And on to Queens. They talk about the den more than the book, though as they get closer to the address she calls ahead to let Sarka know they're almost there. Going back to her conversation with Lukas: she was serious. She thinks the stone facade would look lovely but not fit so well with the neighborhood -- though she admits that doesn't matter too much in the long run. They can call some contractors when they get back to Chicago, or sometime in spring. Maybe see about getting the whitewash removed. The truth is, the house is... quirky. It's got an odd floorplan, an odd exterior, and though internally it's in perfect working order and surprisingly cozy, it still needs work.

Danicka likes that it needs work.

"That one," she says, as Lukas slows on the street her directions have brought him too. It, unlike their own, doesn't look like it needs a bit of work. It's beyond charming, this little yellow house stuck between two brick boxes. The roof slopes neatly from the apex, and the living room in front has a curved bay window. It almost looks like something out a fairy tale. It is not, even remotely, the sort of place one imagines Shadow Lords living, least of all Shadow Lords who just immigrated.

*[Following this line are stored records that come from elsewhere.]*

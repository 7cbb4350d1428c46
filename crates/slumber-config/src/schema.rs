//! Raw configuration schema (as parsed from TOML)

use serde::{Deserialize, Serialize};
use std::path::PathBuf;

/// Raw configuration as parsed from TOML
#[derive(Debug, Clone, Default, Deserialize, Serialize)]
pub struct RawConfig {
    /// Config schema version
    #[serde(default)]
    pub config_version: u32,

    /// Global daemon settings
    #[serde(default)]
    pub daemon: RawDaemonConfig,

    /// Built-in policy check settings
    #[serde(default)]
    pub checks: RawChecks,

    /// Remote shutdown listener
    #[serde(default)]
    pub remote: RawRemoteConfig,

    /// Plugin activation
    #[serde(default)]
    pub plugins: RawPluginConfig,

    /// Wake schedules
    #[serde(default)]
    pub wake_schedules: Vec<RawWakeSchedule>,

    /// Uptime schedules
    #[serde(default)]
    pub uptime_schedules: Vec<RawUptimeSchedule>,

    /// Commands fired on the tick outcome
    #[serde(default)]
    pub actions: RawActionConfig,

    /// Side effects run after every resume from standby
    #[serde(default)]
    pub wake_actions: RawWakeActionConfig,
}

/// Daemon-level settings
#[derive(Debug, Clone, Default, Deserialize, Serialize)]
pub struct RawDaemonConfig {
    /// Log directory (crash reports land here too)
    pub log_dir: Option<PathBuf>,

    /// Plugin root directory; immediate subdirectories are load units
    pub plugin_dir: Option<PathBuf>,

    /// Temporary-uptime marker file path
    pub uptime_marker: Option<PathBuf>,

    /// Monitoring interval in minutes
    pub monitoring_interval_minutes: Option<u64>,
}

/// All built-in check settings
#[derive(Debug, Clone, Default, Deserialize, Serialize)]
pub struct RawChecks {
    #[serde(default)]
    pub cpu: RawThresholdCheck,

    #[serde(default)]
    pub memory: RawThresholdCheck,

    #[serde(default)]
    pub network: RawRateCheck,

    #[serde(default)]
    pub disk: RawRateCheck,

    #[serde(default)]
    pub processes: RawProcessCheck,

    #[serde(default)]
    pub hosts: RawHostCheck,

    #[serde(default)]
    pub shares: RawShareCheck,
}

/// A load check against a percentage threshold
#[derive(Debug, Clone, Default, Deserialize, Serialize)]
pub struct RawThresholdCheck {
    #[serde(default)]
    pub enabled: bool,

    /// Suspend sleep while load is at or above this percentage
    pub threshold_percent: Option<f32>,
}

/// A throughput check against a KiB/s threshold
#[derive(Debug, Clone, Default, Deserialize, Serialize)]
pub struct RawRateCheck {
    #[serde(default)]
    pub enabled: bool,

    /// Suspend sleep while throughput is at or above this rate
    pub threshold_kbps: Option<u64>,

    /// Device names to monitor; empty means all
    #[serde(default)]
    pub devices: Vec<String>,
}

/// Monitored processes
#[derive(Debug, Clone, Default, Deserialize, Serialize)]
pub struct RawProcessCheck {
    #[serde(default)]
    pub enabled: bool,

    /// Process names that keep the machine awake while running
    #[serde(default)]
    pub names: Vec<String>,
}

/// Monitored hosts (reachability probe)
#[derive(Debug, Clone, Default, Deserialize, Serialize)]
pub struct RawHostCheck {
    #[serde(default)]
    pub enabled: bool,

    /// Hosts that keep the machine awake while reachable
    #[serde(default)]
    pub hosts: Vec<String>,

    /// TCP port used for the reachability probe
    pub probe_port: Option<u16>,

    /// Probe timeout in seconds
    pub timeout_seconds: Option<u64>,
}

/// Network share access check
#[derive(Debug, Clone, Default, Deserialize, Serialize)]
pub struct RawShareCheck {
    #[serde(default)]
    pub enabled: bool,
}

/// Remote shutdown listener
#[derive(Debug, Clone, Default, Deserialize, Serialize)]
pub struct RawRemoteConfig {
    #[serde(default)]
    pub enabled: bool,

    /// UDP port to listen on
    pub port: Option<u16>,

    /// Shared secret appended to the magic packet; None disables the
    /// password requirement
    pub password: Option<String>,
}

/// Plugin activation
#[derive(Debug, Clone, Default, Deserialize, Serialize)]
pub struct RawPluginConfig {
    /// GUIDs of activated plugins
    #[serde(default)]
    pub active: Vec<String>,
}

/// Raw wake schedule
#[derive(Debug, Clone, Deserialize, Serialize)]
pub struct RawWakeSchedule {
    /// Unique stable ID
    pub id: String,

    #[serde(default = "default_true")]
    pub enabled: bool,

    /// First due time, "YYYY-MM-DD HH:MM:SS" local or RFC 3339
    pub due_time: String,

    /// Recurrence interval in minutes; absent means one-shot
    pub repeat_after_minutes: Option<u64>,

    /// Last instant the recurrence may produce an occurrence for
    pub end_time: Option<String>,
}

/// Raw uptime schedule
#[derive(Debug, Clone, Deserialize, Serialize)]
pub struct RawUptimeSchedule {
    pub id: String,

    #[serde(default = "default_true")]
    pub enabled: bool,

    pub due_time: String,

    /// How long to stay awake after each occurrence, in minutes
    pub duration_minutes: u64,

    pub repeat_after_minutes: Option<u64>,

    pub end_time: Option<String>,
}

/// Commands fired on the tick outcome; each command is an argv array
#[derive(Debug, Clone, Default, Deserialize, Serialize)]
pub struct RawActionConfig {
    #[serde(default)]
    pub on_policy_satisfied: Vec<Vec<String>>,

    #[serde(default)]
    pub on_no_policy: Vec<Vec<String>>,
}

/// Side effects run after every resume from standby
#[derive(Debug, Clone, Default, Deserialize, Serialize)]
pub struct RawWakeActionConfig {
    /// Services restarted after the settle delay
    #[serde(default)]
    pub restart_services: Vec<String>,

    /// Programs started after the settle delay; argv arrays
    #[serde(default)]
    pub start_programs: Vec<Vec<String>>,

    /// Network interfaces to bounce on resume
    #[serde(default)]
    pub reset_network_adapters: Vec<String>,

    /// Settle delay in seconds before services/programs are touched
    pub settle_delay_seconds: Option<u64>,
}

fn default_true() -> bool {
    true
}

#[cfg(test)]
mod tests {
    use super::*;

    #[test]
    fn parse_checks_section() {
        let toml_str = r#"
            config_version = 1

            [checks.cpu]
            enabled = true
            threshold_percent = 30

            [checks.processes]
            enabled = true
            names = ["rsync", "ffmpeg"]
        "#;

        let config: RawConfig = toml::from_str(toml_str).unwrap();
        assert!(config.checks.cpu.enabled);
        assert_eq!(config.checks.cpu.threshold_percent, Some(30.0));
        assert_eq!(config.checks.processes.names.len(), 2);
        assert!(!config.checks.memory.enabled);
    }

    #[test]
    fn parse_schedules() {
        let toml_str = r#"
            config_version = 1

            [[wake_schedules]]
            id = "nightly-backup"
            due_time = "2025-06-10 03:00:00"
            repeat_after_minutes = 1440

            [[uptime_schedules]]
            id = "evening-media"
            due_time = "2025-06-10 19:00:00"
            duration_minutes = 240
            repeat_after_minutes = 1440
            end_time = "2025-12-31 23:59:59"
        "#;

        let config: RawConfig = toml::from_str(toml_str).unwrap();
        assert_eq!(config.wake_schedules.len(), 1);
        assert!(config.wake_schedules[0].enabled);
        assert_eq!(config.uptime_schedules[0].duration_minutes, 240);
    }

    #[test]
    fn parse_remote_section() {
        let toml_str = r#"
            config_version = 1

            [remote]
            enabled = true
            port = 54545
            password = "secret"
        "#;

        let config: RawConfig = toml::from_str(toml_str).unwrap();
        assert!(config.remote.enabled);
        assert_eq!(config.remote.port, Some(54545));
        assert_eq!(config.remote.password.as_deref(), Some("secret"));
    }
}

Then one remembers: one doesn't know the situation with Sarka's deceased mate, or what the tribe is willing to do for the mother of two Garou and four Kin. Get her to America rapidly. Help her get treatment for cancer. One doesn't know just how much clout Sabina has in the tribe, with her rank and her lineage. It's not the nicest house in the world, but it's large, especially for New York. It even has a little bit of room out front for a small garden. It has a porch with a couple of white Adirondack chairs and a little wrought iron table. There is a windchime hanging from the awning.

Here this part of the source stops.